THE IMPERIAL PARLIAMENT AND IRELAND.
THE Session of Parliament, which has just closed, will, in the eyes of the future historian of Parliamentary progress in this country, stand out as one of the most remarkable in some of those features that chiefly distinguish the actings of a legislative body, which the prior half of the present century contains. Summoned to great deeds by the occurrence of a mighty and deplorable emergency; power entrusted to it which Parliaments seldom enjoy, by the effect of that calamity in stunning men, and therefore removing, for the moment, all the jealousies of party; professions abundant, and rhetoric to overflow, concerning the necessity that Ireland be re-organised; the aid at the commencement, of Ireland's huge popular Tribune, and the absence of all thought of any real obstruction from faction :-the termination is, nevertheless, only a heaping of nothing upon nothing; the avowed absence of an idea as to how the country connected with us can be relieved from its misery; the dispersion of eight millions of English money in feeding the Irish as paupers; and legislative provision that as soon as possible all the surplus revenue of that ill-fated country go down the same hopeless road.
It is not strange that this world contains disasters: it is rather strange how it survives at all. We should be offended if any rash man—any malicious Frenchman, for instance-proposed to doubt our high, and extensive, and exemplary civilisation; yet thus stands the fact to open our eyes to the truth that our course with Ireland has not been satisfactory, we needed the occurrence of a plague sweeping off nearly a fifth of the population; and after it did occur, we have used it simply to confiscate the disposable wealth of the country-that alone on which rests the practicability of sustaining institutions required to aid in the production and advancement of a better order of things. In resolving to treat the Irish peasantry as paupers, our social philosophy has exhausted itself; and very likely, in a few years, we shall turn round and abuse our too willing disciples for yielding to the seductions proposed to them as our only remedy for their ills.

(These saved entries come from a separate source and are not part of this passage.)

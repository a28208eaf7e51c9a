//! CLI error handling and exit codes.

use std::io;
use std::path::PathBuf;
use std::process::ExitCode;

use casebook_case_api::ApiError;
use casebook_common_config::ConfigError;
use casebook_history_timeline::FilterParseError;
use casebook_history_types::IngestError;
use casebook_session::SessionError;
use thiserror::Error;

pub mod formatter;

pub use formatter::ErrorFormatter;

/// Process exit codes
#[repr(u8)]
#[derive(Debug, Clone, Copy, PartialEq, Eq)]
pub enum Exit {
    Success = 0,
    GeneralError = 1,
    ConfigError = 2,
    IoError = 3,
    NetworkError = 4,
    ValidationError = 5,
    PermissionError = 6,
}

impl From<Exit> for ExitCode {
    fn from(exit: Exit) -> Self {
        ExitCode::from(exit as u8)
    }
}

/// CLI error type with context for the user
#[derive(Debug, Error)]
pub enum CliError {
    #[error("{message}")]
    Config {
        message: String,
        #[source]
        source: Option<Box<dyn std::error::Error + Send + Sync>>,
        hint: Option<String>,
    },

    #[error("{message}")]
    Io {
        message: String,
        #[source]
        source: io::Error,
        path: Option<PathBuf>,
    },

    #[error("{message}")]
    Network {
        message: String,
        #[source]
        source: Option<Box<dyn std::error::Error + Send + Sync>>,
    },

    #[error("{message}")]
    Validation {
        message: String,
        #[source]
        source: Option<Box<dyn std::error::Error + Send + Sync>>,
        hint: Option<String>,
    },

    #[error("{message}")]
    Permission {
        message: String,
        hint: Option<String>,
    },

    #[error("{message}")]
    User {
        message: String,
        hint: Option<String>,
    },

    #[error(transparent)]
    Other(#[from] anyhow::Error),
}

impl CliError {
    /// Short error code shown next to the message
    pub fn code(&self) -> &'static str {
        match self {
            Self::Config { .. } => "E001",
            Self::Io { .. } => "E002",
            Self::Network { .. } => "E003",
            Self::Validation { .. } => "E004",
            Self::Permission { .. } => "E006",
            Self::User { .. } => "E010",
            Self::Other(_) => "E999",
        }
    }

    pub fn exit(&self) -> Exit {
        match self {
            Self::Config { .. } => Exit::ConfigError,
            Self::Io { .. } => Exit::IoError,
            Self::Network { .. } => Exit::NetworkError,
            Self::Validation { .. } => Exit::ValidationError,
            Self::Permission { .. } => Exit::PermissionError,
            Self::User { .. } | Self::Other(_) => Exit::GeneralError,
        }
    }

    pub fn exit_code(&self) -> ExitCode {
        self.exit().into()
    }

    pub fn hint(&self) -> Option<&str> {
        match self {
            Self::Config { hint, .. }
            | Self::Validation { hint, .. }
            | Self::Permission { hint, .. }
            | Self::User { hint, .. } => hint.as_deref(),
            _ => None,
        }
    }

    pub fn path(&self) -> Option<&std::path::Path> {
        match self {
            Self::Io { path, .. } => path.as_deref(),
            _ => None,
        }
    }

    pub fn config(message: impl Into<String>) -> Self {
        Self::Config {
            message: message.into(),
            source: None,
            hint: None,
        }
    }

    pub fn io_with_path(
        message: impl Into<String>,
        source: io::Error,
        path: impl Into<PathBuf>,
    ) -> Self {
        Self::Io {
            message: message.into(),
            source,
            path: Some(path.into()),
        }
    }

    pub fn validation(message: impl Into<String>) -> Self {
        Self::Validation {
            message: message.into(),
            source: None,
            hint: None,
        }
    }

    pub fn validation_with_hint(message: impl Into<String>, hint: impl Into<String>) -> Self {
        Self::Validation {
            message: message.into(),
            source: None,
            hint: Some(hint.into()),
        }
    }

    pub fn user_with_hint(message: impl Into<String>, hint: impl Into<String>) -> Self {
        Self::User {
            message: message.into(),
            hint: Some(hint.into()),
        }
    }
}

impl From<io::Error> for CliError {
    fn from(err: io::Error) -> Self {
        Self::Io {
            message: err.to_string(),
            source: err,
            path: None,
        }
    }
}

impl From<serde_json::Error> for CliError {
    fn from(err: serde_json::Error) -> Self {
        Self::Other(anyhow::anyhow!("failed to serialize output: {err}"))
    }
}

impl From<serde_yaml::Error> for CliError {
    fn from(err: serde_yaml::Error) -> Self {
        Self::Other(anyhow::anyhow!("failed to serialize output: {err}"))
    }
}

impl From<ConfigError> for CliError {
    fn from(err: ConfigError) -> Self {
        Self::Config {
            message: format!("Configuration error: {err}"),
            source: Some(Box::new(err)),
            hint: Some("Check .casebook/config.yaml or the file given with --config".to_string()),
        }
    }
}

impl From<FilterParseError> for CliError {
    fn from(err: FilterParseError) -> Self {
        Self::Validation {
            message: err.to_string(),
            source: None,
            hint: Some("Use one of: all, status, edit, view".to_string()),
        }
    }
}

impl From<IngestError> for CliError {
    fn from(err: IngestError) -> Self {
        Self::Validation {
            message: format!("Malformed history: {err}"),
            source: Some(Box::new(err)),
            hint: None,
        }
    }
}

impl From<SessionError> for CliError {
    fn from(err: SessionError) -> Self {
        match err {
            SessionError::Forbidden { .. } => Self::Permission {
                message: err.to_string(),
                hint: None,
            },
            SessionError::Expired(_) => Self::Permission {
                message: err.to_string(),
                hint: Some("Sign in again to get a fresh token".to_string()),
            },
            other => Self::Validation {
                message: format!("Invalid token: {other}"),
                source: Some(Box::new(other)),
                hint: Some("Pass the token exactly as issued at login".to_string()),
            },
        }
    }
}

impl From<ApiError> for CliError {
    fn from(err: ApiError) -> Self {
        match err {
            ApiError::Session(e) => e.into(),
            ApiError::MalformedInput(e) => e.into(),
            ApiError::Config(message) => Self::config(message),
            e if e.is_auth() => Self::Permission {
                message: e.to_string(),
                hint: Some("The case API rejected the token".to_string()),
            },
            e => Self::Network {
                message: format!("Case API request failed: {e}"),
                source: Some(Box::new(e)),
            },
        }
    }
}

#[cfg(test)]
mod tests {
    use super::*;
    use casebook_session::{Permission, Role};

    #[test]
    fn test_exit_codes() {
        assert_eq!(CliError::config("x").exit(), Exit::ConfigError);
        assert_eq!(CliError::validation("x").exit(), Exit::ValidationError);
        let io = io::Error::new(io::ErrorKind::NotFound, "gone");
        assert_eq!(CliError::io_with_path("x", io, "a.json").exit(), Exit::IoError);
        assert_eq!(CliError::user_with_hint("x", "y").exit(), Exit::GeneralError);
    }

    #[test]
    fn test_session_errors_map_to_permission() {
        let forbidden = SessionError::Forbidden {
            role: Role::Viewer,
            permission: Permission::ViewHistory,
        };
        assert_eq!(CliError::from(forbidden).exit(), Exit::PermissionError);
        assert_eq!(CliError::from(SessionError::Segments(1)).exit(), Exit::ValidationError);
    }

    #[test]
    fn test_filter_error_is_validation() {
        let err: CliError = "everything".parse::<casebook_history_timeline::TimelineFilter>()
            .unwrap_err()
            .into();
        assert_eq!(err.exit(), Exit::ValidationError);
        assert!(err.hint().unwrap().contains("status"));
    }
}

At the beginning of the session, our legislators found Ireland wholly disorganised and almost in extremis. Something was immediately accomplished-they gave her food: in the work of benevolence England is ever true
to herself. But it was necessary to look beyond this instant pressure-to launch the country anew and cheer her as she leapt towards her new course. The air is scarcely still yet, that was set in motion by Lord John Russell's most brave words, and the shouts that hailed them. We were to have waste lands possessed and colonised; we were to have encumbered estates disencumbered and shifted from possession of the needy and ignorant into the hands of mighty capitalists, we were to have a peasantry no longer pressed by narrowness of room, and landlords freed from the distress of light purses; as a back ground only-a wall to save the destitute tumbling off into outer space-we were to have the POOR LAW. We have indeed got the poor law, but nothing else!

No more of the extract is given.